Endangered Scholars Worldwide is deeply concerned over the plight of the Turkish academic community. Since the days following the attempted coup, we have received numerous reports that Turkish officials have taken harsh measures against universities and other educational institutions of higher education. Universities are being shut down, and faculty and administrators are being taken into custody and denied the possibility of leaving the country.



This war against academics started long before the attempted coup. On January 10 of this year, a group of scholars named the Academics for Peace signed an open letter asking the Turkish government to end its violence in the Kurdish provinces. The next day, President Recep Tayyip Erdoğan accused the signatories of treason and called for their punishment. The Turkish judiciary system initiated public prosecutions under Turkish antiterror laws, alleging defamation of the Turkish state and accusing signatories of spreading “terrorist organization propaganda.” Turkey’s Higher Education Council (YÖK) ordered university rectors to commence disciplinary investigations. Numerous suspensions, dismissals, and imprisonments followed.
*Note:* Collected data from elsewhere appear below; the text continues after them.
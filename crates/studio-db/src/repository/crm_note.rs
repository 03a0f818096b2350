//! # CRM Note Repository
//!
//! Free-text notes attached to a contact, newest first.

use chrono::Utc;
use serde::{Deserialize, Serialize};
use sqlx::{QueryBuilder, Sqlite, SqliteConnection, SqlitePool};

use studio_core::validation::CrmNoteInput;
use studio_core::{CrmNote, CrmNoteView, ValidationErrors};

use super::{check_reference, new_id, push_page, push_search, row_exists, Page, PageRequest};
use crate::error::{DbError, DbResult};

const SELECT_NOTE: &str = "SELECT id, contact_id, note, created_at FROM crm_notes";

const SELECT_VIEW: &str = "SELECT n.id, n.contact_id, n.note, n.created_at, \
                           c.name AS contact_name \
                           FROM crm_notes n JOIN contacts c ON c.id = n.contact_id";

#[derive(Debug, Clone, Default, PartialEq, Serialize, Deserialize)]
pub struct CrmNoteFilter {
    pub contact_id: Option<String>,
    /// Matches note text and contact name.
    pub search: Option<String>,
    pub page: PageRequest,
}

#[derive(sqlx::FromRow)]
struct CrmNoteRow {
    #[sqlx(flatten)]
    note: CrmNote,
    contact_name: String,
}

impl From<CrmNoteRow> for CrmNoteView {
    fn from(row: CrmNoteRow) -> Self {
        CrmNoteView {
            note: row.note,
            contact_name: row.contact_name,
        }
    }
}

#[derive(Debug, Clone)]
pub struct CrmNoteRepository {
    pool: SqlitePool,
}

impl CrmNoteRepository {
    pub fn new(pool: SqlitePool) -> Self {
        CrmNoteRepository { pool }
    }

    /// Adds a note. `created_at` defaults to now.
    pub async fn create(&self, input: &CrmNoteInput) -> DbResult<CrmNote> {
        input.validate()?;

        let mut tx = self.pool.begin().await?;
        check_integrity(&mut tx, input).await?;

        let note = CrmNote {
            id: new_id(),
            contact_id: input.contact_id.clone(),
            note: input.note.clone(),
            created_at: input.created_at.unwrap_or_else(Utc::now),
        };

        sqlx::query("INSERT INTO crm_notes (id, contact_id, note, created_at) VALUES (?1, ?2, ?3, ?4)")
            .bind(&note.id)
            .bind(&note.contact_id)
            .bind(&note.note)
            .bind(note.created_at)
            .execute(&mut *tx)
            .await?;

        tx.commit().await?;

        Ok(note)
    }

    pub async fn get_by_id(&self, id: &str) -> DbResult<Option<CrmNote>> {
        let note = sqlx::query_as::<_, CrmNote>(&format!("{SELECT_NOTE} WHERE id = ?1"))
            .bind(id)
            .fetch_optional(&self.pool)
            .await?;

        Ok(note)
    }

    pub async fn get_view(&self, id: &str) -> DbResult<Option<CrmNoteView>> {
        let row = sqlx::query_as::<_, CrmNoteRow>(&format!("{SELECT_VIEW} WHERE n.id = ?1"))
            .bind(id)
            .fetch_optional(&self.pool)
            .await?;

        Ok(row.map(CrmNoteView::from))
    }

    /// Rewrites the text or moves the note to another contact. A missing
    /// `created_at` keeps the stored timestamp.
    pub async fn update(&self, id: &str, input: &CrmNoteInput) -> DbResult<CrmNote> {
        input.validate()?;

        let mut tx = self.pool.begin().await?;

        let existing = sqlx::query_as::<_, CrmNote>(&format!("{SELECT_NOTE} WHERE id = ?1"))
            .bind(id)
            .fetch_optional(&mut *tx)
            .await?
            .ok_or_else(|| DbError::not_found("CrmNote", id))?;

        check_integrity(&mut tx, input).await?;

        let note = CrmNote {
            contact_id: input.contact_id.clone(),
            note: input.note.clone(),
            created_at: input.created_at.unwrap_or(existing.created_at),
            ..existing
        };

        sqlx::query("UPDATE crm_notes SET contact_id = ?2, note = ?3, created_at = ?4 WHERE id = ?1")
            .bind(&note.id)
            .bind(&note.contact_id)
            .bind(&note.note)
            .bind(note.created_at)
            .execute(&mut *tx)
            .await?;

        tx.commit().await?;

        Ok(note)
    }

    pub async fn delete(&self, id: &str) -> DbResult<()> {
        let mut tx = self.pool.begin().await?;

        if !row_exists(&mut tx, "crm_notes", id).await? {
            return Err(DbError::not_found("CrmNote", id));
        }

        sqlx::query("DELETE FROM crm_notes WHERE id = ?1")
            .bind(id)
            .execute(&mut *tx)
            .await?;

        tx.commit().await?;
        Ok(())
    }

    /// Lists notes, newest first.
    pub async fn list(&self, filter: &CrmNoteFilter) -> DbResult<Page<CrmNoteView>> {
        let mut count = QueryBuilder::<Sqlite>::new(
            "SELECT COUNT(*) FROM crm_notes n JOIN contacts c ON c.id = n.contact_id WHERE 1 = 1",
        );
        push_filters(&mut count, filter)?;
        let total: i64 = count.build_query_scalar().fetch_one(&self.pool).await?;

        let mut select = QueryBuilder::<Sqlite>::new(SELECT_VIEW);
        select.push(" WHERE 1 = 1");
        push_filters(&mut select, filter)?;
        select.push(" ORDER BY n.created_at DESC, n.rowid DESC");
        push_page(&mut select, &filter.page);

        let rows = select.build_query_as::<CrmNoteRow>().fetch_all(&self.pool).await?;

        Ok(Page::new(rows, total, &filter.page).map(CrmNoteView::from))
    }
}

fn push_filters(qb: &mut QueryBuilder<'_, Sqlite>, filter: &CrmNoteFilter) -> DbResult<()> {
    if let Some(contact_id) = &filter.contact_id {
        qb.push(" AND n.contact_id = ").push_bind(contact_id.clone());
    }
    push_search(qb, filter.search.as_deref(), &["n.note", "c.name"])
}

async fn check_integrity(conn: &mut SqliteConnection, input: &CrmNoteInput) -> DbResult<()> {
    let mut errors = ValidationErrors::new();
    check_reference(conn, &mut errors, "contact_id", "contacts", &input.contact_id).await?;
    errors.into_result()?;
    Ok(())
}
Endangered Scholars Worldwide condemns the detention of and professional retaliation against academics and human rights activists in Turkey in response to their exercise of the rights to academic freedom, free expression, and free association, conduct that is expressly protected under the Universal Declaration of Human Rights and the International Covenant on Civil and Political Rights, both to Turkey is party. The ongoing tensions in Turkey have a profoundly destructive effect on academic freedom and represent a grave threat to higher education on a national scale.


We urge Turkish officials to honor their constitutional obligations to protect the institutional integrity of universities and the freedom of scholars and academics.


We call on the United Nations General Assembly and member governments to put pressure on the Turkish government and express concern over the actions taken against universities and higher education establishments.


Please join The New School, home of the original University in Exile and Endangered Scholars Worldwide, in calling on Turkish authorities to

  • cease their attacks on Turkish academics and universities;

  • free those who have been arrested without cause;

  • allow those who wish to travel freely outside the country to do so; and

  • make Turkish universities once again the havens of freedom of inquiry and free expression that all great universities must be.